Por que não temos “brigadistas” do mar?

Além dos danos à vida e ao sustento de comunidades litorâneas, outro tema importante é a possibilidade do trabalho dos pescadores, treinados ou a serem treinados.

Quando há incêndios florestais ou na natureza, inclusive em unidades de conservação, o principal instrumento de prevenção e combate são as brigadas. Os brigadistas, principalmente aqueles treinados pelo Ibama e pelo ICMBio, assim como em casos estaduais e municipais e de alguns grupos de brigadistas voluntários, são sempre necessários e normalmente são a melhor parte das soluções.

Claro que, dependendo da situação, são importantes o apoio de aviões bem equipados (ainda que muitas vezes é melhor se forem os menores, mais ágeis e flexíveis). E helicópteros, inclusive para servir ao deslocamento dos brigadistas. Em algumas situações, se treinados para o combate aos incêndios na natureza, os bombeiros e militares são essenciais. Mas os brigadistas são eficientes, sempre, e necessários.

Os brigadistas do Ibama e do ICMBio normalmente são recrutados nas comunidades locais, conhecem o meio, o defendem e por ali permanecem, pois são da localidade. Normalmente são treinados e contratados como servidores públicos temporários. E nessa situação podem perdurar como equipes treinadas por até 2 anos ou mais, atuando na prevenção e no combate às emergências ambientais ou ecológicas. Mas às vezes, inclusive em emergências, como agora, podem ser contratados complementarmente por outros meios.

Na crise, essa atividade com as comunidades, além de combater a emergência ambiental ou ecológica, pode servir de alternativa emergencial de renda e prestação de serviços à sociedade. Mais ainda, após treinamento e dedicação, se fortalece a relação desses agentes comunitários com o seu meio e com a sua conservação, inclusive no caso de unidades de conservação e outras áreas protegidas. E já há experiência positiva com voluntários para monitoramento participativo da biodiversidade, muitas vezes com pessoas oriundas das comunidades de pescadores.

Além do que, os pescadores e catadores artesanais já estão atuando, como voluntários, ou às vezes desesperados para defender suas vidas, seu ambiente e seu sustento. Neste caso do óleo no litoral brasileiro, por que não fazer o mesmo com os pescadores e coletores artesanais?

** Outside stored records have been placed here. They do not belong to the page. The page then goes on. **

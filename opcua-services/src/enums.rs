//! Enumerations used by service messages
//!
//! OPC UA enumerations are encoded as `Int32` on the wire.

use opcua_binary::{BinaryDecoder, BinaryEncodable, BinaryEncoder};
use opcua_core::{UaError, UaResult};

macro_rules! ua_enum {
    ($(#[$meta:meta])* $name:ident { $($(#[$vmeta:meta])* $variant:ident = $value:literal),+ $(,)? }) => {
        $(#[$meta])*
        #[derive(Debug, Clone, Copy, PartialEq, Eq, Hash)]
        pub enum $name {
            $($(#[$vmeta])* $variant = $value),+
        }

        impl $name {
            pub fn from_i32(value: i32) -> UaResult<Self> {
                match value {
                    $($value => Ok($name::$variant),)+
                    _ => Err(UaError::decoding(format!(
                        "Invalid {} value {}",
                        stringify!($name),
                        value
                    ))),
                }
            }
        }

        impl BinaryEncodable for $name {
            fn encode(&self, encoder: &mut BinaryEncoder) -> UaResult<()> {
                encoder.write_i32(*self as i32);
                Ok(())
            }

            fn decode(decoder: &mut BinaryDecoder<'_>) -> UaResult<Self> {
                Self::from_i32(decoder.read_i32()?)
            }
        }
    };
}

ua_enum!(
    /// Whether OpenSecureChannel issues a new token or renews one
    SecurityTokenRequestType {
        Issue = 0,
        Renew = 1,
    }
);

ua_enum!(
    /// Message security mode as carried in service messages
    SecurityMode {
        Invalid = 0,
        None = 1,
        Sign = 2,
        SignAndEncrypt = 3,
    }
);

ua_enum!(ApplicationType {
    Server = 0,
    Client = 1,
    ClientAndServer = 2,
    DiscoveryServer = 3,
});

ua_enum!(
    /// Kind of user identity token a policy accepts
    UserTokenType {
        Anonymous = 0,
        UserName = 1,
        Certificate = 2,
        IssuedToken = 3,
    }
);

ua_enum!(TimestampsToReturn {
    Source = 0,
    Server = 1,
    Both = 2,
    Neither = 3,
    Invalid = 4,
});

ua_enum!(MonitoringMode {
    Disabled = 0,
    Sampling = 1,
    Reporting = 2,
});

impl Default for TimestampsToReturn {
    fn default() -> Self {
        TimestampsToReturn::Both
    }
}

impl Default for MonitoringMode {
    fn default() -> Self {
        MonitoringMode::Reporting
    }
}

impl SecurityMode {
    pub fn id(&self) -> u32 {
        *self as u32
    }
}
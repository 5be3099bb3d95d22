//! Build script for ora-sched
//!
//! Captures build identification information at compile time:
//! - Git commit hash (short form)
//! - Build timestamp
//! - Build profile (debug/release)

use std::process::Command;

fn main() {
    let git_hash = Command::new("git")
        .args(["rev-parse", "--short=8", "HEAD"])
        .output()
        .ok()
        .filter(|output| output.status.success())
        .and_then(|output| String::from_utf8(output.stdout).ok())
        .map(|s| s.trim().to_string())
        .unwrap_or_else(|| "unknown".to_string());

    let build_timestamp = chrono::Utc::now().to_rfc3339_opts(chrono::SecondsFormat::Secs, true);
    let profile = std::env::var("PROFILE").unwrap_or_else(|_| "unknown".to_string());

    println!("cargo:rustc-env=GIT_HASH={}", git_hash);
    println!("cargo:rustc-env=BUILD_TIMESTAMP={}", build_timestamp);
    println!("cargo:rustc-env=BUILD_PROFILE={}", profile);

    // No rerun-if-changed directives: Cargo reruns this on every build so the
    // hash and timestamp stay current
}
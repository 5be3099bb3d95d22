//! HTTP API handlers for ora-dash

pub mod analytics;
pub mod buildinfo;
pub mod cache;
pub mod distribution;
pub mod health;
pub mod kpi;
pub mod top;
pub mod trends;
pub mod ui;

pub use analytics::{customer_segmentation, product_performance};
pub use buildinfo::get_build_info;
pub use cache::{clear_cache, get_cache_status, set_cache_ttl};
pub use distribution::{customers_by_country, order_value_distribution, revenue_by_source};
pub use health::health_routes;
pub use kpi::get_kpis;
pub use top::{top_customers, top_countries, top_products};
pub use trends::{daily_revenue, monthly_revenue};
pub use ui::{serve_app_js, serve_index};

use axum::Json;
use serde::Serialize;
use serde_json::Value;
use std::future::Future;
use tracing::debug;

use crate::error::ApiResult;
use crate::AppState;

/// Serve `key` from the query cache, running `load` on a miss
pub(crate) async fn cached<T, F, Fut>(state: &AppState, key: &str, load: F) -> ApiResult<Json<Value>>
where
    T: Serialize,
    F: FnOnce() -> Fut,
    Fut: Future<Output = ora_common::Result<T>>,
{
    if let Some(hit) = state.cache.get(key) {
        debug!(key, "Cache hit");
        return Ok(Json(hit));
    }

    let value = serde_json::to_value(load().await?)?;
    state.cache.insert(key, value.clone());
    debug!(key, "Cache miss, stored");
    Ok(Json(value))
}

Por que não usar a experiência e o conhecimento do Ibama e do ICMBio no treinamento e organização dos brigadistas e mobilizar pescadores e coletores artesanais com sua disposição, conhecimento do meio e dos acessos? Por que não recrutar e treinar brigadistas do mar ou do litoral?

Ainda mais considerando que há dezenas ou centenas de milhares de famílias de pescadores e coletores artesanais nas unidades de conservação litorâneas, como reservas extrativistas (resex’s) e áreas de proteção ambiental (APA’s), e outros tantos fora delas, que conhecem e defendem o meio ambiente e os ecossistemas, e cujas vidas dependem da saúde desses ecossistemas.

Atenção aos manguezais, corais e estuários e à pesca

Nota-se muito dano nas praias e prejuízos, inclusive à economia do turismo. O que em si já é terrível. Supõem-se danos importantes em mar aberto. Mas os riscos de contaminação nos manguezais, corais e estuários são potencialmente muito mais graves, pois esses são ecossistemas fundamentais para a manutenção e reprodução da vida marinha e litorânea. São ecossistemas cuja limpeza será muito mais complexa, difícil, demorada e cara.

E as consequências, ecológicas, sociais e econômicas também serão mais severas, inclusive à economia da pesca e da coleta e à saúde humana.

Por isso os pescadores têm se mobilizado para defender seu meio ambiente, a natureza e os ecossistemas que normalmente cuidam, e dos quais depende sua reprodução sociocultural e econômica.

Uma calamidade esse caso já é. Cabe ao Brasil, pela sua reação, pelos cuidados com os ecossistemas mais sensíveis e com as comunidades de pescadores, pela coordenação das ações e pela atenção, desde já, na recuperação, tornar ela menos dramática.

*Cláudio Maretti é especialista em ordenamento territorial, conservação, comunidades e sustentabilidade. Doutor, com 40 anos de experiência profissional internacional. Hoje consultor, voluntário e vice-presidente da Comissão Mundial de Áreas Protegidas, da UICN.